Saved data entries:
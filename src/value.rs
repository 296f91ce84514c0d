//! Numeric domain tagging for arithmetic-expression values.
//!
//! Every slot on the VM's operand stack is a plain `f64` paired with a
//! [`Domain`] tag carried in a parallel stack (see `vm.rs`). The tag decides
//! which C-style integer semantics (signed wraparound, unsigned wraparound, or
//! plain floating point) a binary operator uses.

/// Which integer/float domain a stack slot's bit pattern should be read as.
#[derive(Debug, Clone, Copy, PartialEq, Eq)]
pub enum Domain {
    Signed,
    Unsigned,
    Float,
}

impl Domain {
    /// Join two operand domains the way streval.c's binary operators do:
    /// float beats everything, otherwise unsigned beats signed.
    pub fn join(self, other: Domain) -> Domain {
        use Domain::*;
        match (self, other) {
            (Float, _) | (_, Float) => Float,
            (Unsigned, _) | (_, Unsigned) => Unsigned,
            (Signed, Signed) => Signed,
        }
    }

    pub fn is_float(self) -> bool {
        matches!(self, Domain::Float)
    }

    pub fn is_unsigned(self) -> bool {
        matches!(self, Domain::Unsigned)
    }

    /// Byte tag used to store a domain inline in the bytecode stream
    /// (`PUSHN`'s operand) or in the parallel type-tag stack (`vm.rs`).
    pub fn to_tag(self) -> u8 {
        match self {
            Domain::Signed => 0,
            Domain::Unsigned => 1,
            Domain::Float => 2,
        }
    }

    pub fn from_tag(tag: u8) -> Domain {
        match tag {
            1 => Domain::Unsigned,
            2 => Domain::Float,
            _ => Domain::Signed,
        }
    }
}

/// Re-tag a freshly loaded value the way `A_PUSHV` does: values too large for
/// `i64` but within `u64` range become unsigned; values that can't round-trip
/// through `i64` at all become float.
///
/// Mirrors the `LDBL_LLONG_MAX`/`LDBL_ULLONG_MAX` cascade in streval.c's
/// `arith_exec`, with `i64::MAX`/`u64::MAX` standing in for the long-double
/// bounds (see DESIGN.md for why `f64` stands in for `long double` here).
pub fn retag_loaded_value(num: f64, reported: Domain) -> Domain {
    if reported.is_float() {
        return Domain::Float;
    }
    if num > i64::MAX as f64 && num <= u64::MAX as f64 {
        return Domain::Unsigned;
    }
    if (num as i64) as f64 != num {
        return Domain::Float;
    }
    reported
}

/// Lossless-enough unsigned-to-float conversion, named after streval.c's
/// `U2F` macro (which exists there only to route around platforms lacking a
/// direct unsigned-long-long-to-long-double conversion). `f64` can represent
/// every `u64` bit pattern as a value, so this is a plain cast, but the named
/// wrapper keeps every call site it corresponds to in the original visible.
#[inline]
pub fn u2f(u: u64) -> f64 {
    u as f64
}

/// Reinterpret a domain-tagged `f64` as the unsigned 64-bit integer streval.c
/// would have operated on via `(Sfulong_t)`.
#[inline]
pub fn as_u64(num: f64) -> u64 {
    if num < 0.0 {
        (num as i64) as u64
    } else {
        num as u64
    }
}

/// Reinterpret a domain-tagged `f64` as the signed 64-bit integer streval.c
/// would have operated on via `(Sflong_t)`.
#[inline]
pub fn as_i64(num: f64) -> i64 {
    num as i64
}

#[cfg(test)]
mod tests {
    use super::*;

    #[test]
    fn join_prefers_float_over_everything() {
        assert_eq!(Domain::Signed.join(Domain::Float), Domain::Float);
        assert_eq!(Domain::Unsigned.join(Domain::Float), Domain::Float);
    }

    #[test]
    fn join_prefers_unsigned_over_signed() {
        assert_eq!(Domain::Signed.join(Domain::Unsigned), Domain::Unsigned);
        assert_eq!(Domain::Unsigned.join(Domain::Signed), Domain::Unsigned);
    }

    #[test]
    fn retag_promotes_out_of_range_signed_to_unsigned() {
        let num = (i64::MAX as f64) + 1024.0;
        assert_eq!(retag_loaded_value(num, Domain::Signed), Domain::Unsigned);
    }

    #[test]
    fn retag_promotes_non_integral_to_float() {
        assert_eq!(retag_loaded_value(1.5, Domain::Signed), Domain::Float);
    }

    #[test]
    fn u2f_roundtrips_max_u64() {
        assert_eq!(as_u64(u2f(u64::MAX)), u64::MAX);
    }
}
impl<'a, O: Oracle> Parser<'a, O> {
    pub fn new(text: &'a str, oracle: &'a mut O) -> Self {
        let decomma = oracle.decomma();
        Parser { lexer: Lexer::new(text, decomma), oracle, prog: Program::new(), cur_depth: 0, max_depth: 0 }
    }

    /// Compile the full expression, including any top-level comma sequence.
    pub fn parse(mut self) -> Result<Program, ArithError> {
        let mut operand = self.expr(PREC_TOP)?;
        loop {
            match self.lexer.peek_token() {
                Token::Comma => {
                    self.load(operand);
                    self.emit0(OpCode::Pop, 0);
                    self.grow(-1);
                    self.lexer.next_token();
                    operand = self.expr(PREC_TOP)?;
                }
                Token::End => break,
                Token::RParen => return Err(ArithError::Paren),
                _ => return Err(ArithError::MoreTokens),
            }
        }
        self.load(operand);
        self.prog.max_stack_depth = self.max_depth.max(0) as usize + 1;
        Ok(self.prog)
    }

    fn grow(&mut self, delta: i32) {
        self.cur_depth += delta;
        debug_assert!(self.cur_depth >= 0, "operand stack underflow during compilation");
        if self.cur_depth > self.max_depth {
            self.max_depth = self.cur_depth;
        }
    }

    fn load(&mut self, operand: Operand) {
        if let Operand::Pending(lv) = operand {
            self.emit_pushv(&lv);
        }
    }

    fn require_lvalue(&self, operand: Operand) -> Result<LValue, ArithError> {
        match operand {
            Operand::Pending(lv) => Ok(lv),
            Operand::Value => Err(ArithError::NotLvalue),
        }
    }

    fn emit0(&mut self, op: OpCode, flags: u8) {
        self.prog.push_u8(Encoded::new(op, flags).0);
    }

    fn push_lvalue(&mut self, lv: &LValue) {
        self.prog.push_u32(lv.cell.0);
        self.prog.push_i32(lv.flag);
        self.prog.push_u8(u8::from(lv.is_float));
    }

    fn emit_pushn(&mut self, value: f64, domain: crate::value::Domain) {
        self.emit0(OpCode::PushN, 0);
        self.prog.push_f64(value);
        self.prog.push_u8(domain.to_tag());
        self.grow(1);
    }

    fn emit_pushv(&mut self, lv: &LValue) {
        self.emit0(OpCode::PushV, 0);
        self.push_lvalue(lv);
        self.grow(1);
    }

    fn emit_pushf(&mut self, func: FuncId, kind: FuncKind) {
        self.emit0(OpCode::PushF, 0);
        self.prog.push_u32(func.0);
        let (tag, aux) = kind.to_tag();
        self.prog.push_u8(tag);
        self.prog.push_u8(aux);
        self.grow(1);
    }

    fn emit_store(&mut self, lv: &LValue) {
        self.emit0(OpCode::Store, 0);
        self.push_lvalue(lv);
    }

    fn emit_assignop1(&mut self, lv: &LValue) {
        self.emit0(OpCode::AssignOp1, 0);
        self.push_lvalue(lv);
        self.grow(1);
    }

    fn emit_assignop(&mut self, lv: &LValue) {
        self.emit0(OpCode::AssignOp, 0);
        self.push_lvalue(lv);
    }

    fn emit_incr(&mut self, lv: &LValue) {
        self.emit0(OpCode::Incr, NOFLOAT);
        self.push_lvalue(lv);
        self.grow(1);
    }

    fn emit_decr(&mut self, lv: &LValue) {
        self.emit0(OpCode::Decr, NOFLOAT);
        self.push_lvalue(lv);
        self.grow(1);
    }

    fn emit_plusplus(&mut self, lv: &LValue) {
        self.emit0(OpCode::PlusPlus, 0);
        self.push_lvalue(lv);
        self.grow(1);
    }

    fn emit_minusminus(&mut self, lv: &LValue) {
        self.emit0(OpCode::MinusMinus, 0);
        self.push_lvalue(lv);
        self.grow(1);
    }

    fn emit_jump_placeholder(&mut self, op: OpCode) -> usize {
        self.emit0(op, 0);
        self.prog.push_i16(0)
    }

    fn patch_here(&mut self, at: usize) {
        let here = self.prog.len();
        self.prog.patch_i16(at, here as i16);
    }

    fn parse_unary(&mut self) -> Result<Operand, ArithError> {
        let save = self.lexer.pos();
        match self.lexer.next_token() {
            Token::Op(OpSym::Plus) => self.parse_unary(),
            Token::Op(OpSym::Minus) => {
                let operand = self.parse_unary()?;
                self.load(operand);
                self.emit0(OpCode::UMinus, 0);
                Ok(Operand::Value)
            }
            Token::Op(OpSym::Not) => {
                let operand = self.parse_unary()?;
                self.load(operand);
                self.emit0(OpCode::Not, 0);
                Ok(Operand::Value)
            }
            Token::Op(OpSym::Tilde) => {
                let operand = self.parse_unary()?;
                self.load(operand);
                self.emit0(OpCode::Tilde, NOFLOAT);
                Ok(Operand::Value)
            }
            Token::Op(OpSym::PlusPlus) => {
                let operand = self.parse_unary()?;
                let lv = self.require_lvalue(operand)?;
                self.emit_incr(&lv);
                Ok(Operand::Value)
            }
            Token::Op(OpSym::MinusMinus) => {
                let operand = self.parse_unary()?;
                let lv = self.require_lvalue(operand)?;
                self.emit_decr(&lv);
                Ok(Operand::Value)
            }
            _ => {
                self.lexer.advance_to(save);
                self.parse_postfix()
            }
        }
    }

    fn parse_postfix(&mut self) -> Result<Operand, ArithError> {
        let mut operand = self.primary()?;
        loop {
            match self.lexer.peek_token() {
                Token::Op(OpSym::PlusPlus) => {
                    let lv = self.require_lvalue(operand)?;
                    self.lexer.next_token();
                    self.emit_plusplus(&lv);
                    operand = Operand::Value;
                }
                Token::Op(OpSym::MinusMinus) => {
                    let lv = self.require_lvalue(operand)?;
                    self.lexer.next_token();
                    self.emit_minusminus(&lv);
                    operand = Operand::Value;
                }
                _ => break,
            }
        }
        Ok(operand)
    }

    fn primary(&mut self) -> Result<Operand, ArithError> {
        match self.lexer.next_token() {
            Token::LParen => {
                let inner = self.expr(PREC_TOP)?;
                match self.lexer.next_token() {
                    Token::RParen => Ok(inner),
                    _ => Err(ArithError::Paren),
                }
            }
            Token::Colon => Err(ArithError::BadColon),
            Token::NeedsOracle => {
                let start = self.lexer.pos();
                match self.oracle.lookup(self.lexer.text(), start) {
                    LookupResult::Number { value, domain, consumed } => {
                        self.lexer.advance_to(start + consumed);
                        self.emit_pushn(value, domain);
                        Ok(Operand::Value)
                    }
                    LookupResult::Name { lvalue, consumed } => {
                        self.lexer.advance_to(start + consumed);
                        if lvalue.func.is_some() && self.lexer.peek_token() == Token::LParen {
                            self.parse_call(lvalue)
                        } else {
                            Ok(Operand::Pending(lvalue))
                        }
                    }
                    LookupResult::NotFound => {
                        let byte = self.lexer.text().as_bytes().get(start).copied();
                        Err(classify_lookup_failure(byte, self.lexer.text(), start))
                    }
                }
            }
            _ => Err(ArithError::SynBad),
        }
    }

    fn parse_call(&mut self, lvalue: LValue) -> Result<Operand, ArithError> {
        let (func, kind) = lvalue.func.expect("checked by caller");
        self.lexer.next_token(); // consume '('
        self.emit_pushf(func, kind);
        let mut argc = 0usize;
        if self.lexer.peek_token() != Token::RParen {
            loop {
                let arg = self.expr(PREC_TOP)?;
                self.load(arg);
                argc += 1;
                match self.lexer.peek_token() {
                    Token::Comma => {
                        self.lexer.next_token();
                        continue;
                    }
                    _ => break,
                }
            }
        }
        match self.lexer.next_token() {
            Token::RParen => {}
            _ => return Err(ArithError::Paren),
        }
        if argc != kind.arity() {
            return Err(ArithError::ArgCount(error_token_text(self.lexer.text(), 0)));
        }
        let (op, flags) = kind.call_opcode();
        self.emit0(op, flags);
        self.grow(-(argc as i32));
        Ok(Operand::Value)
    }

    /// `expr(precedence)`: parse a unary-led operand, then extend it with
    /// binary/ternary/assignment operators whose precedence exceeds
    /// `min_prec`, returning control once none remain.
    fn expr(&mut self, min_prec: i32) -> Result<Operand, ArithError> {
        let mut lhs = self.parse_unary()?;
        loop {
            let save = self.lexer.pos();
            let tok = self.lexer.next_token();
            let prec = precedence_of(&tok);
            let prec = match prec {
                Some(p) if p > min_prec => p,
                _ => {
                    self.lexer.advance_to(save);
                    break;
                }
            };
            lhs = self.continue_expr(lhs, tok, prec)?;
        }
        Ok(lhs)
    }

    fn continue_expr(&mut self, lhs: Operand, tok: Token, prec: i32) -> Result<Operand, ArithError> {
        match tok {
            Token::Op(OpSym::Assign) => {
                let lv = self.require_lvalue(lhs)?;
                let rhs = self.expr(prec - 1)?;
                self.load(rhs);
                self.emit_store(&lv);
                Ok(Operand::Value)
            }
            Token::Op(sym) if compound_assign_base(sym).is_some() => {
                let (op, nofloat) = compound_assign_base(sym).unwrap();
                let lv = self.require_lvalue(lhs)?;
                self.emit_assignop1(&lv);
                let rhs = self.expr(prec - 1)?;
                self.load(rhs);
                self.emit0(op, BINARY | if nofloat { NOFLOAT } else { 0 });
                self.grow(-1);
                self.emit_assignop(&lv);
                Ok(Operand::Value)
            }
            Token::Op(OpSym::OrOr) | Token::Op(OpSym::AndAnd) => {
                self.load(lhs);
                let jump_op = if matches!(tok, Token::Op(OpSym::OrOr)) { OpCode::Jmpnz } else { OpCode::Jmpz };
                let at = self.emit_jump_placeholder(jump_op);
                self.emit0(OpCode::Pop, 0);
                self.grow(-1);
                let rhs = self.expr(prec)?;
                self.load(rhs);
                self.patch_here(at);
                self.emit0(OpCode::NotNot, 0);
                Ok(Operand::Value)
            }
            Token::Question => {
                self.load(lhs);
                if self.lexer.peek_token() == Token::Colon {
                    self.lexer.next_token();
                    let at = self.emit_jump_placeholder(OpCode::Jmpnz);
                    self.emit0(OpCode::Pop, 0);
                    self.grow(-1);
                    let rhs = self.expr(PREC_TERNARY_ELSE)?;
                    self.load(rhs);
                    self.patch_here(at);
                } else {
                    let at1 = self.emit_jump_placeholder(OpCode::Jmpz);
                    self.emit0(OpCode::Pop, 0);
                    self.grow(-1);
                    let mid = self.expr(PREC_TERNARY_MID)?;
                    self.load(mid);
                    match self.lexer.next_token() {
                        Token::Colon => {}
                        _ => return Err(ArithError::QuestColon),
                    }
                    let at2 = self.emit_jump_placeholder(OpCode::Jmp);
                    self.patch_here(at1);
                    self.emit0(OpCode::Pop, 0);
                    self.grow(-1);
                    let els = self.expr(PREC_TERNARY_ELSE)?;
                    self.load(els);
                    self.patch_here(at2);
                }
                Ok(Operand::Value)
            }
            Token::Op(sym) => {
                let (op, nofloat, right_assoc) = binary_value_op(sym).ok_or(ArithError::SynBad)?;
                self.load(lhs);
                let next_min = if right_assoc { prec - 1 } else { prec };
                let rhs = self.expr(next_min)?;
                self.load(rhs);
                self.emit0(op, BINARY | if nofloat { NOFLOAT } else { 0 });
                self.grow(-1);
                Ok(Operand::Value)
            }
            _ => Err(ArithError::SynBad),
        }
    }
}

*Description of the task*:
Which lines above run from the one containing "self.prog.push_u32(func.0);" to the one containing "self.emit0(OpCode::Store, 0);"? Give them again exactly, both ends included.

*Answer for the task*:
        self.prog.push_u32(func.0);
        let (tag, aux) = kind.to_tag();
        self.prog.push_u8(tag);
        self.prog.push_u8(aux);
        self.grow(1);
    }

    fn emit_store(&mut self, lv: &LValue) {
        self.emit0(OpCode::Store, 0);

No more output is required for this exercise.